• _EXERCISE DIRECTIONS_
Reproduce only the stretch of entries below that begins at the first line and ends at the line holding "max == i64::MAX".

• _SOURCE MATERIAL_
◇ ◇ ◇ ◇
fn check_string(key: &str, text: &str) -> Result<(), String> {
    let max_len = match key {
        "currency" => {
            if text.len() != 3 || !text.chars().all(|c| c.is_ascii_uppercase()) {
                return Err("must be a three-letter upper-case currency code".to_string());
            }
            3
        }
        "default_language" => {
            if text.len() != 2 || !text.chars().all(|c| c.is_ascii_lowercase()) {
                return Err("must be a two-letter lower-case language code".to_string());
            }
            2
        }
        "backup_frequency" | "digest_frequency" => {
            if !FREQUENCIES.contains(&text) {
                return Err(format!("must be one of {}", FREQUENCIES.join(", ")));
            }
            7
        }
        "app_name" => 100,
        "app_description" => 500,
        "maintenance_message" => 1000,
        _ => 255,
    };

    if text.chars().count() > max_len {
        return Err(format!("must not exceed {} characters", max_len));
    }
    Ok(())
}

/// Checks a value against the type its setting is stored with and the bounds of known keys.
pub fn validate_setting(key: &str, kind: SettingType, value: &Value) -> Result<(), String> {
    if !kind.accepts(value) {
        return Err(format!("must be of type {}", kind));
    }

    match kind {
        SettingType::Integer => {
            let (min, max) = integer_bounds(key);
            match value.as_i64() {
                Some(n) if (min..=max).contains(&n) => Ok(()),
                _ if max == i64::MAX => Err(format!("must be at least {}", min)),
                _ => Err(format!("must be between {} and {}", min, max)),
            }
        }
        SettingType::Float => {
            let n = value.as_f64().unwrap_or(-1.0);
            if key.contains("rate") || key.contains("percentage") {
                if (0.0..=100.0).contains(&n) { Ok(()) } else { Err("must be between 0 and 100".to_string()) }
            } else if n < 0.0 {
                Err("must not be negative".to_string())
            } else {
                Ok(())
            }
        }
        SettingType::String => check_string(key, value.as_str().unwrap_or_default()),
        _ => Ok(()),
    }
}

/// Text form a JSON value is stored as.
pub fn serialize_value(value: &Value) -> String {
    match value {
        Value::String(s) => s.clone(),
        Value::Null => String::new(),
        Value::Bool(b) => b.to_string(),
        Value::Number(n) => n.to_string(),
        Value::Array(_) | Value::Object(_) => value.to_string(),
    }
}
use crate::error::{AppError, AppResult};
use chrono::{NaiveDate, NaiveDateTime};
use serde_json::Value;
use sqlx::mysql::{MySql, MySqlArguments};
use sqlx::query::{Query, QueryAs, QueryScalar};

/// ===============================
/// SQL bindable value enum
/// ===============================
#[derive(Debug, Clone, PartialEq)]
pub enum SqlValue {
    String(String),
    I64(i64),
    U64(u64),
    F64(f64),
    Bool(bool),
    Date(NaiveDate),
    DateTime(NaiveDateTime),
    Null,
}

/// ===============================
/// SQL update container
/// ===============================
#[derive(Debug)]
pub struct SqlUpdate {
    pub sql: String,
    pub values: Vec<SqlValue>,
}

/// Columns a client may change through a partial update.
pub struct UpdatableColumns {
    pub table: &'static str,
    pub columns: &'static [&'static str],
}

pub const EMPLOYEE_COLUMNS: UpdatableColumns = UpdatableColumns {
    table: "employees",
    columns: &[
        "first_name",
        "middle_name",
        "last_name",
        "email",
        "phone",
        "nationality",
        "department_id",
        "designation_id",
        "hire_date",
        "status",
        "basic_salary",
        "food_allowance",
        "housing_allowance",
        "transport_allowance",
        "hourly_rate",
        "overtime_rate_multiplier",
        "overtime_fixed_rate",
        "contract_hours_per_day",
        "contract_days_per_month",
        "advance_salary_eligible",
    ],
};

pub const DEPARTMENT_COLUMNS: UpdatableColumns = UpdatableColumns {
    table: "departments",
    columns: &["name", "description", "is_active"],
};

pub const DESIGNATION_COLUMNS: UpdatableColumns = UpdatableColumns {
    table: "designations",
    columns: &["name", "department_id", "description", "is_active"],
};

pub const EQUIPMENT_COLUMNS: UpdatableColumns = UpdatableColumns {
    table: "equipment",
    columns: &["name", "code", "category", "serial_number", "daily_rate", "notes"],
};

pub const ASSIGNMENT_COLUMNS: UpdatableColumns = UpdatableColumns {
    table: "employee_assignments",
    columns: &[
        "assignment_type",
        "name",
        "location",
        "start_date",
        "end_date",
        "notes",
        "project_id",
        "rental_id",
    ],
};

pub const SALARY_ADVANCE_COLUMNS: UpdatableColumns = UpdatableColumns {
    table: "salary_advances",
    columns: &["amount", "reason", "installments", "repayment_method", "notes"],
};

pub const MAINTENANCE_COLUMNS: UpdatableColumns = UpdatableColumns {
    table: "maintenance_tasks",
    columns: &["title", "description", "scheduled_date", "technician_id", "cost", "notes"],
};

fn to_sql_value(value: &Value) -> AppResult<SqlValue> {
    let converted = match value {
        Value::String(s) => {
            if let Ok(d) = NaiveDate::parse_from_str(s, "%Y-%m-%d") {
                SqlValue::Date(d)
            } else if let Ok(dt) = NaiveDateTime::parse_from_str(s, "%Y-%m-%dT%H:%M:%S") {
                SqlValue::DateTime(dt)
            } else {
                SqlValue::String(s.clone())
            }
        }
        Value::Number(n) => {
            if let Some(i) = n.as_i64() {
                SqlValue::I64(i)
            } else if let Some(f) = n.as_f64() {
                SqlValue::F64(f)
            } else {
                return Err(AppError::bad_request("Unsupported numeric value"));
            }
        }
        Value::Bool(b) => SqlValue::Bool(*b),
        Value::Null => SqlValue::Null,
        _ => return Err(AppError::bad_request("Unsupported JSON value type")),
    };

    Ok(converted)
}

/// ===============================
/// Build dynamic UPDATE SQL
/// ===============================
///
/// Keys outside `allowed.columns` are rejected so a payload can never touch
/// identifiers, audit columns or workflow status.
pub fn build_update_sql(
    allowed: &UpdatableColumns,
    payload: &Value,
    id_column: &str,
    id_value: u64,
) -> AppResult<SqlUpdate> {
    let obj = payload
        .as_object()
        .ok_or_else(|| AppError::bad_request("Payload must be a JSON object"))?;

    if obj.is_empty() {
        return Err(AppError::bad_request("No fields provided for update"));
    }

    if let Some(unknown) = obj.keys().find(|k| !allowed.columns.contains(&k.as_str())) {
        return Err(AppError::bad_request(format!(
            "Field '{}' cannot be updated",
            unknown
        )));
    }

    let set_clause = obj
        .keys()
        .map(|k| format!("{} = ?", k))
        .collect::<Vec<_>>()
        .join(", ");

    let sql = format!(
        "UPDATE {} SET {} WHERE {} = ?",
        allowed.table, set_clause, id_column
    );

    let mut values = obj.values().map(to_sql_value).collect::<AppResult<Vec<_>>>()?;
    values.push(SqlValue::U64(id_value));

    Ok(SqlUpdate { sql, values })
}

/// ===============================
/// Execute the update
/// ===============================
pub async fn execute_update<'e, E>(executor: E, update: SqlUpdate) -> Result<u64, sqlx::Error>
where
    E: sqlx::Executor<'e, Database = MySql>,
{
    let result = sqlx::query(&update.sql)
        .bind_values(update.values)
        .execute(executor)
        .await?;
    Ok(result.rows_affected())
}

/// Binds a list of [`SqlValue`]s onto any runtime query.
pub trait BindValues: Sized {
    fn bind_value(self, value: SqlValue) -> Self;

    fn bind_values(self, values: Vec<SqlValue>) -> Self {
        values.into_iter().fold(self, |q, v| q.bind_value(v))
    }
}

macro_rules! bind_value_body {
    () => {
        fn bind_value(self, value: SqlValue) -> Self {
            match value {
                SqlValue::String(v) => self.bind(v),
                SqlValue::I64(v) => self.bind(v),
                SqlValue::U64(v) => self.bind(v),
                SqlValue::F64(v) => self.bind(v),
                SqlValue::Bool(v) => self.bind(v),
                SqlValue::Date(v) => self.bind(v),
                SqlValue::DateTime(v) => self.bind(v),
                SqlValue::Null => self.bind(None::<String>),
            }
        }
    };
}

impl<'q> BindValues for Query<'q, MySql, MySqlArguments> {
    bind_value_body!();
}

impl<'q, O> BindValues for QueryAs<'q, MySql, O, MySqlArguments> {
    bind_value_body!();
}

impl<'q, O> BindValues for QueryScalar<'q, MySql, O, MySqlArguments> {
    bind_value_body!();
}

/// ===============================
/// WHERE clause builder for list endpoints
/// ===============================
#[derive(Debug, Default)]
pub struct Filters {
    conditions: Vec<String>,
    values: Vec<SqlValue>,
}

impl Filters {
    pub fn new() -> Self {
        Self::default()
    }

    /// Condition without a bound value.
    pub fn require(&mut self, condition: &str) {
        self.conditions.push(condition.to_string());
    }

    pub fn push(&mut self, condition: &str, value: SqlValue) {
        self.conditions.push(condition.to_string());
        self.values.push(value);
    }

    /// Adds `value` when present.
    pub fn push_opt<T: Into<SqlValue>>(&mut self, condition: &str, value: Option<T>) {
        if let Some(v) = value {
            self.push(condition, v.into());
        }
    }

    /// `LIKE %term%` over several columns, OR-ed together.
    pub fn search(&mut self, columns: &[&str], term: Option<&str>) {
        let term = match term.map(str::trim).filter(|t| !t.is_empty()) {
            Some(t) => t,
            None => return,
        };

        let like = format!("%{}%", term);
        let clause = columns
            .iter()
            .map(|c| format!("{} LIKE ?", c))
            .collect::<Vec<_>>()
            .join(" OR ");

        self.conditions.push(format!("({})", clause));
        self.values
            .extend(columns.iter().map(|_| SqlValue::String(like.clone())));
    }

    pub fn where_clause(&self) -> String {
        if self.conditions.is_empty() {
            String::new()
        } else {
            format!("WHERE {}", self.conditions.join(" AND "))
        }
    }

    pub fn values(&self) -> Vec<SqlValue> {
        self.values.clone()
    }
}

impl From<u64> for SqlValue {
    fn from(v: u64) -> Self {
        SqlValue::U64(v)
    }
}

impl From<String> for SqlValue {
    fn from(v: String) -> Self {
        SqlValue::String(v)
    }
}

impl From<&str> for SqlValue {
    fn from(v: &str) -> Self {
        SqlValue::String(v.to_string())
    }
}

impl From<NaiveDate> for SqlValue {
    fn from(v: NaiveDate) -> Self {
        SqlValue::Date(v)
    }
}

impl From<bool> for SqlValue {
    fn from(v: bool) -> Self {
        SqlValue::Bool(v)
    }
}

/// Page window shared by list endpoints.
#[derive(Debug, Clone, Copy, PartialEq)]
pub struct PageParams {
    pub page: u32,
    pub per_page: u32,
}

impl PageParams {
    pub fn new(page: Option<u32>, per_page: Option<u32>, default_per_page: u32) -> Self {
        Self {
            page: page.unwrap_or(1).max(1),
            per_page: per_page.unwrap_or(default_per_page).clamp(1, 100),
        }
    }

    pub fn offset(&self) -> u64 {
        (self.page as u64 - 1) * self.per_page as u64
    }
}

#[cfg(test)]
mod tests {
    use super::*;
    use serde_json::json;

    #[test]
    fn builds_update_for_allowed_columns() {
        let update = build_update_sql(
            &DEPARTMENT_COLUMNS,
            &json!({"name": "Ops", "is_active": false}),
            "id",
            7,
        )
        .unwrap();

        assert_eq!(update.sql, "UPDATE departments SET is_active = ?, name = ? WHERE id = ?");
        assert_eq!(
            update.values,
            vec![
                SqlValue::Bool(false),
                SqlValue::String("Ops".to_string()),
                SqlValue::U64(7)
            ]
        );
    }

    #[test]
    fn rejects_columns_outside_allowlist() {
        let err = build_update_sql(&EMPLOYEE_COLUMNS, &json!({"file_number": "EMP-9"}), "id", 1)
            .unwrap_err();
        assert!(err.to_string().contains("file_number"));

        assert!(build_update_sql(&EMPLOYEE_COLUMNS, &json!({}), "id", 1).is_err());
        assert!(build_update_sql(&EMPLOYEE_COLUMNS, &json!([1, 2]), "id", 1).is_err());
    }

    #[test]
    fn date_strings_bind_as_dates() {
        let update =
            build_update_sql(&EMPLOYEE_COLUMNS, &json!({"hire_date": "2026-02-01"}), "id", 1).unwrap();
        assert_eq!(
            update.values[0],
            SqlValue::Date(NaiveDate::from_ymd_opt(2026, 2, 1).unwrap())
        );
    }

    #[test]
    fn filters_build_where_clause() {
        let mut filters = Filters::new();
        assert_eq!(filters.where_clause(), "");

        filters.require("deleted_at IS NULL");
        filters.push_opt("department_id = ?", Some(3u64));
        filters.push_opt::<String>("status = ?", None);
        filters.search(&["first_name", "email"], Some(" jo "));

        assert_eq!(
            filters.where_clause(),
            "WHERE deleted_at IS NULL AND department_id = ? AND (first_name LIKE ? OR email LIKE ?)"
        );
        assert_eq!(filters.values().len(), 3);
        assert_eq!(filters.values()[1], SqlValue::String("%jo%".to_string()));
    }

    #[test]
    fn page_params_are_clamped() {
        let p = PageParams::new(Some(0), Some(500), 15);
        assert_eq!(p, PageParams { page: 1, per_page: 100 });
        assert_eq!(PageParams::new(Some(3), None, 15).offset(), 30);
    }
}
◇ ◇ ◇ ◇
• _ANSWER TO THIS EXERCISE_
fn check_string(key: &str, text: &str) -> Result<(), String> {
    let max_len = match key {
        "currency" => {
            if text.len() != 3 || !text.chars().all(|c| c.is_ascii_uppercase()) {
                return Err("must be a three-letter upper-case currency code".to_string());
            }
            3
        }
        "default_language" => {
            if text.len() != 2 || !text.chars().all(|c| c.is_ascii_lowercase()) {
                return Err("must be a two-letter lower-case language code".to_string());
            }
            2
        }
        "backup_frequency" | "digest_frequency" => {
            if !FREQUENCIES.contains(&text) {
                return Err(format!("must be one of {}", FREQUENCIES.join(", ")));
            }
            7
        }
        "app_name" => 100,
        "app_description" => 500,
        "maintenance_message" => 1000,
        _ => 255,
    };

    if text.chars().count() > max_len {
        return Err(format!("must not exceed {} characters", max_len));
    }
    Ok(())
}

/// Checks a value against the type its setting is stored with and the bounds of known keys.
pub fn validate_setting(key: &str, kind: SettingType, value: &Value) -> Result<(), String> {
    if !kind.accepts(value) {
        return Err(format!("must be of type {}", kind));
    }

    match kind {
        SettingType::Integer => {
            let (min, max) = integer_bounds(key);
            match value.as_i64() {
                Some(n) if (min..=max).contains(&n) => Ok(()),
                _ if max == i64::MAX => Err(format!("must be at least {}", min)),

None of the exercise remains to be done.